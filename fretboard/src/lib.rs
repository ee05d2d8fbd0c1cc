//! # fretboard
//!
//! A six-string guitar model that plays through any [`score::Channel`]:
//! press a voicing, strum, and the strings translate frets into timed
//! note events.
//!
//! ```rust
//! use fretboard::{Guitar, StrumDirection};
//! use score::ConsoleChannel;
//!
//! let mut gtr = Guitar::new(ConsoleChannel::new());
//! gtr.press_voicing(0.0, "Em").unwrap();
//! gtr.strum(0.0, 1.0 / 16.0, StrumDirection::Down, 0, 6, 0.8).unwrap();
//! ```

use thiserror::Error;
use tonality::Tone;

use score::{Channel, ChannelError};

/// Strings on the instrument.
pub const STRING_COUNT: usize = 6;

/// Errors from driving the guitar.
#[derive(Debug, Clone, PartialEq, Error)]
pub enum FretboardError {
    #[error("unknown voicing `{0}`")]
    UnknownVoicing(String),
    #[error("string index {0} out of range (0-5)")]
    StringOutOfRange(usize),
    #[error(transparent)]
    Channel(#[from] ChannelError),
}

/// Direction of travel across the strings.
#[derive(Clone, Copy, Debug, PartialEq, Eq)]
pub enum StrumDirection {
    /// Low string first.
    Down,
    /// High string first.
    Up,
}

// ════════════════════════════════════════════════════════════════════════════
// Voicings — named fret shapes
// ════════════════════════════════════════════════════════════════════════════

/// Fret positions for a named chord voicing, low string first.
/// `-1` mutes the string, `0` plays it open.
pub fn voicing(name: &str) -> Option<[i8; STRING_COUNT]> {
    Some(match name {
        "none" => [-1, -1, -1, -1, -1, -1],

        // ── majors ────────────────────────────────────────────────────────
        "C"   => [-1,  3,  2,  0,  1,  0],
        "F"   => [-1, -1,  3,  2,  1,  1],
        "G"   => [ 3,  2,  0,  0,  0,  3],
        "G'"  => [ 3,  5,  5,  4,  3,  3],
        "D"   => [-1, -1,  0,  2,  3,  2],
        "A"   => [ 0,  0,  2,  2,  2,  0],
        "A''" => [ 5,  7,  7,  6,  5,  5],
        "E"   => [ 0,  2,  2,  1,  0,  0],
        "Bb"  => [-1, -1,  3,  3,  3,  1],
        "Eb"  => [-1, -1,  5,  3,  4,  3],
        "Ab"  => [-1, -1,  6,  5,  4,  4],
        "Db"  => [-1, -1,  3,  1,  2,  1],
        "Gb"  => [-1, -1,  4,  2,  1,  1],
        "B"   => [-1, -1,  4,  4,  4,  2],

        // ── minors ────────────────────────────────────────────────────────
        "Cm"  => [-1, -1,  5,  5,  4,  3],
        "Fm"  => [-1, -1,  3,  1,  1,  1],
        "Gm"  => [-1, -1,  5,  3,  3,  3],
        "Dm"  => [-1,  0,  0,  2,  3,  1],
        "Am"  => [ 0,  0,  2,  2,  1,  0],
        "Em"  => [ 0,  2,  2,  0,  0,  0],
        "Bbm" => [-1, -1,  3,  3,  2,  1],
        "Ebm" => [-1, -1,  4,  3,  4,  2],
        "Abm" => [-1, -1,  6,  4,  4,  4],
        "Dbm" => [-1, -1,  2,  1,  2,  0],
        "Gbm" => [-1, -1,  4,  2,  2,  2],
        "Bm"  => [-1, -1,  4,  4,  3,  2],

        // ── sevenths ──────────────────────────────────────────────────────
        "C7"  => [-1,  3,  2,  3,  1, -1],
        "F7"  => [-1, -1,  1,  2,  1,  1],
        "G7"  => [ 3,  2,  0,  0,  0,  1],
        "D7"  => [-1, -1,  0,  2,  1,  2],
        "A7"  => [-1, -1,  2,  2,  2,  3],
        "E7"  => [ 0,  2,  0,  1,  0,  0],
        "Bb7" => [-1, -1,  3,  3,  3,  4],
        "Eb7" => [-1, -1,  1,  3,  2,  3],
        "Ab7" => [-1, -1,  1,  1,  1,  2],
        "Db7" => [-1, -1,  3,  4,  2,  4],
        "Gb7" => [-1, -1,  4,  3,  2,  0],
        "B7"  => [-1,  2,  1,  2,  0,  2],

        // ── diminished and augmented ──────────────────────────────────────
        "Ddim"  => [-1, -1,  0,  1,  0,  1],
        "Ebdim" => [-1, -1,  1,  2,  1,  2],
        "Edim"  => [-1, -1,  2,  3,  2,  3],
        "Eaug"  => [-1, -1,  2,  1,  1,  0],
        "Faug"  => [-1, -1,  3,  2,  2,  1],
        "Gaug"  => [-1, -1,  5,  4,  4,  3],

        // ── ninths ────────────────────────────────────────────────────────
        "C9"  => [ 3, -1,  2,  3,  3,  3],
        "F9"  => [-1,  3, -1,  2,  4,  3],
        "G9"  => [-1, -1,  0,  2,  0,  1],
        "D9"  => [-1, -1,  4,  2,  1,  0],
        "A9"  => [ 0,  0,  2,  4,  2,  3],
        "E9"  => [ 0,  2,  0,  1,  3,  2],
        "Bb9" => [-1, -1,  0,  1,  1,  1],
        "Eb9" => [-1, -1,  1,  0,  2,  1],
        "Ab9" => [-1, -1,  1,  3,  1,  2],
        "Db9" => [ 4, -1,  3,  4,  4,  4],
        "Gb9" => [-1,  4, -1,  3,  5,  4],
        "B9"  => [ 2, -1,  1,  2,  2,  2],

        _ => return None,
    })
}

// ════════════════════════════════════════════════════════════════════════════
// GuitarString — press, pluck, silence
// ════════════════════════════════════════════════════════════════════════════

/// One fretted string: an open tone, the currently pressed fret, and
/// whether it is ringing.
#[derive(Debug)]
struct GuitarString {
    open:    Tone,
    fret:    i8,
    ringing: bool,
}

impl GuitarString {
    fn new(open: Tone) -> GuitarString {
        GuitarString { open, fret: 0, ringing: false }
    }

    fn sounding_tone(&self) -> Tone {
        self.open.transposed(self.fret as i32)
    }

    /// Press a fret, stopping whatever the string was playing.
    fn press(
        &mut self,
        channel: &mut dyn Channel,
        time:    f64,
        fret:    i8,
    ) -> Result<(), ChannelError> {
        self.silence(channel, time)?;
        self.fret = fret;
        Ok(())
    }

    /// Stop the current note, if the string is ringing.
    fn silence(&mut self, channel: &mut dyn Channel, time: f64) -> Result<(), ChannelError> {
        if self.ringing {
            channel.note_off(time, self.sounding_tone(), 0.0)?;
            self.ringing = false;
        }
        Ok(())
    }

    /// Pluck: end the previous note and sound the pressed fret.
    /// A muted pluck makes no sound and leaves the string open.
    fn pluck(
        &mut self,
        channel:  &mut dyn Channel,
        time:     f64,
        strength: f64,
    ) -> Result<(), ChannelError> {
        self.silence(channel, time)?;
        if self.fret >= 0 {
            channel.note_on(time, self.sounding_tone(), strength)?;
            self.ringing = true;
        } else {
            self.fret = 0;
        }
        Ok(())
    }
}

// ════════════════════════════════════════════════════════════════════════════
// Guitar — six strings over one channel
// ════════════════════════════════════════════════════════════════════════════

/// A guitar in standard tuning playing into a [`Channel`].
pub struct Guitar<C: Channel> {
    channel: C,
    strings: [GuitarString; STRING_COUNT],
}

impl<C: Channel> Guitar<C> {
    /// Standard tuning: E3 A3 D4 G4 B4 E5 (octave 5 holds middle C).
    pub fn new(channel: C) -> Guitar<C> {
        let open = [40u8, 45, 50, 55, 59, 64];
        Guitar {
            channel,
            strings: open.map(|idx| GuitarString::new(Tone::new(idx))),
        }
    }

    /// The channel the guitar plays into.
    pub fn channel(&mut self) -> &mut C {
        &mut self.channel
    }

    /// Press one fret. A negative fret mutes the string.
    pub fn press_fret(
        &mut self,
        time:   f64,
        string: usize,
        fret:   i8,
    ) -> Result<(), FretboardError> {
        let s = self
            .strings
            .get_mut(string)
            .ok_or(FretboardError::StringOutOfRange(string))?;
        s.press(&mut self.channel, time, fret)?;
        Ok(())
    }

    /// Press all six frets at once, low string first.
    pub fn press_frets(
        &mut self,
        time:  f64,
        frets: &[i8; STRING_COUNT],
    ) -> Result<(), FretboardError> {
        for (i, &fret) in frets.iter().enumerate() {
            self.press_fret(time, i, fret)?;
        }
        Ok(())
    }

    /// Press the frets of a named voicing.
    pub fn press_voicing(&mut self, time: f64, name: &str) -> Result<(), FretboardError> {
        let frets = voicing(name)
            .ok_or_else(|| FretboardError::UnknownVoicing(name.to_string()))?;
        self.press_frets(time, &frets)
    }

    /// Stop every string and mute the instrument.
    pub fn silence(&mut self, time: f64) -> Result<(), FretboardError> {
        self.press_frets(time, &[-1; STRING_COUNT])
    }

    /// Strum across the strings.
    ///
    /// Starting at `start_string`, travel `num_strings` strings in
    /// `direction`, plucking each with `strength` and advancing time by
    /// `seconds_per_string` between plucks.
    pub fn strum(
        &mut self,
        time:               f64,
        seconds_per_string: f64,
        direction:          StrumDirection,
        start_string:       usize,
        num_strings:        usize,
        strength:           f64,
    ) -> Result<(), FretboardError> {
        let start = start_string.min(STRING_COUNT - 1);
        let mut t = time;
        match direction {
            StrumDirection::Down => {
                let end = (start + num_strings).min(STRING_COUNT);
                for i in start..end {
                    self.strings[i].pluck(&mut self.channel, t, strength)?;
                    t += seconds_per_string;
                }
            }
            StrumDirection::Up => {
                let end = start as isize - num_strings as isize;
                let mut i = start as isize;
                while i > end.max(-1) {
                    self.strings[i as usize].pluck(&mut self.channel, t, strength)?;
                    t += seconds_per_string;
                    i -= 1;
                }
            }
        }
        Ok(())
    }
}

// ════════════════════════════════════════════════════════════════════════════
// Tests
// ════════════════════════════════════════════════════════════════════════════

#[cfg(test)]
mod tests {
    use super::*;

    /// Channel recording the on/off stream.
    #[derive(Default)]
    struct RecordingChannel {
        events: Vec<(&'static str, f64, u8)>,
    }

    impl Channel for RecordingChannel {
        fn note_on(&mut self, time: f64, tone: Tone, _s: f64) -> Result<(), ChannelError> {
            self.events.push(("on", time, tone.index()));
            Ok(())
        }

        fn note_off(&mut self, time: f64, tone: Tone, _s: f64) -> Result<(), ChannelError> {
            self.events.push(("off", time, tone.index()));
            Ok(())
        }

        fn now(&self) -> f64 {
            0.0
        }
    }

    fn note_ons(gtr: &mut Guitar<RecordingChannel>) -> Vec<(f64, u8)> {
        gtr.channel()
            .events
            .iter()
            .filter(|(kind, _, _)| *kind == "on")
            .map(|&(_, t, idx)| (t, idx))
            .collect()
    }

    // ── voicings ──────────────────────────────────────────────────────────
    #[test]
    fn voicing_lookup() {
        assert_eq!(voicing("C"), Some([-1, 3, 2, 0, 1, 0]));
        assert_eq!(voicing("Em"), Some([0, 2, 2, 0, 0, 0]));
        assert_eq!(voicing("H7"), None);
    }

    #[test]
    fn unknown_voicing_is_an_error() {
        let mut gtr = Guitar::new(RecordingChannel::default());
        assert_eq!(
            gtr.press_voicing(0.0, "H7"),
            Err(FretboardError::UnknownVoicing("H7".to_string()))
        );
    }

    // ── tuning ────────────────────────────────────────────────────────────
    #[test]
    fn open_strum_plays_standard_tuning() {
        let mut gtr = Guitar::new(RecordingChannel::default());
        gtr.strum(0.0, 0.0, StrumDirection::Down, 0, 6, 0.8).unwrap();

        let pitches: Vec<u8> = note_ons(&mut gtr).iter().map(|&(_, p)| p).collect();
        assert_eq!(pitches, [40, 45, 50, 55, 59, 64]); // E A D G B E
    }

    // ── strumming ─────────────────────────────────────────────────────────
    #[test]
    fn c_voicing_sounds_five_strings() {
        let mut gtr = Guitar::new(RecordingChannel::default());
        gtr.press_voicing(0.0, "C").unwrap();
        gtr.strum(0.0, 0.0, StrumDirection::Down, 0, 6, 0.8).unwrap();

        let pitches: Vec<u8> = note_ons(&mut gtr).iter().map(|&(_, p)| p).collect();
        // The low E is muted; the rest spell C major.
        assert_eq!(pitches, [48, 52, 55, 60, 64]);
    }

    #[test]
    fn strum_down_spaces_plucks_in_time() {
        let mut gtr = Guitar::new(RecordingChannel::default());
        gtr.strum(1.0, 0.1, StrumDirection::Down, 0, 3, 0.8).unwrap();

        let times: Vec<f64> = note_ons(&mut gtr).iter().map(|&(t, _)| t).collect();
        assert_eq!(times.len(), 3);
        assert!((times[0] - 1.0).abs() < 1e-12);
        assert!((times[1] - 1.1).abs() < 1e-12);
        assert!((times[2] - 1.2).abs() < 1e-12);
    }

    #[test]
    fn strum_up_starts_at_the_high_string() {
        let mut gtr = Guitar::new(RecordingChannel::default());
        gtr.strum(0.0, 0.0, StrumDirection::Up, 5, 6, 0.8).unwrap();

        let pitches: Vec<u8> = note_ons(&mut gtr).iter().map(|&(_, p)| p).collect();
        assert_eq!(pitches, [64, 59, 55, 50, 45, 40]);
    }

    #[test]
    fn restrum_ends_the_previous_note_first() {
        let mut gtr = Guitar::new(RecordingChannel::default());
        gtr.strum(0.0, 0.0, StrumDirection::Down, 0, 1, 0.8).unwrap();
        gtr.strum(1.0, 0.0, StrumDirection::Down, 0, 1, 0.8).unwrap();

        assert_eq!(
            gtr.channel().events,
            [("on", 0.0, 40), ("off", 1.0, 40), ("on", 1.0, 40)]
        );
    }

    #[test]
    fn pressing_a_new_fret_silences_the_ringing_string() {
        let mut gtr = Guitar::new(RecordingChannel::default());
        gtr.strum(0.0, 0.0, StrumDirection::Down, 0, 1, 0.8).unwrap();
        gtr.press_fret(0.5, 0, 3).unwrap();

        assert_eq!(gtr.channel().events[1], ("off", 0.5, 40));
    }

    #[test]
    fn muted_pluck_is_silent_and_reopens_the_string() {
        let mut gtr = Guitar::new(RecordingChannel::default());
        gtr.press_fret(0.0, 0, -1).unwrap();

        gtr.strum(0.0, 0.0, StrumDirection::Down, 0, 1, 0.8).unwrap();
        assert!(note_ons(&mut gtr).is_empty());

        // The silent pluck left the string open again.
        gtr.strum(1.0, 0.0, StrumDirection::Down, 0, 1, 0.8).unwrap();
        assert_eq!(note_ons(&mut gtr), [(1.0, 40)]);
    }

    #[test]
    fn silence_stops_everything() {
        let mut gtr = Guitar::new(RecordingChannel::default());
        gtr.press_voicing(0.0, "Em").unwrap();
        gtr.strum(0.0, 0.0, StrumDirection::Down, 0, 6, 0.8).unwrap();
        gtr.silence(2.0).unwrap();

        let offs_at_2: usize = gtr
            .channel()
            .events
            .iter()
            .filter(|(kind, t, _)| *kind == "off" && *t == 2.0)
            .count();
        assert_eq!(offs_at_2, 6);

        // Nothing is ringing any more, and every string is muted.
        let before = gtr.channel().events.len();
        gtr.silence(3.0).unwrap();
        assert_eq!(gtr.channel().events.len(), before);
    }

    #[test]
    fn string_index_out_of_range() {
        let mut gtr = Guitar::new(RecordingChannel::default());
        assert_eq!(
            gtr.press_fret(0.0, 6, 0),
            Err(FretboardError::StringOutOfRange(6))
        );
    }
}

What is expected> Tally the lines in the records that contain "UnknownVoicing", then give only the tally.

Response to this task> 3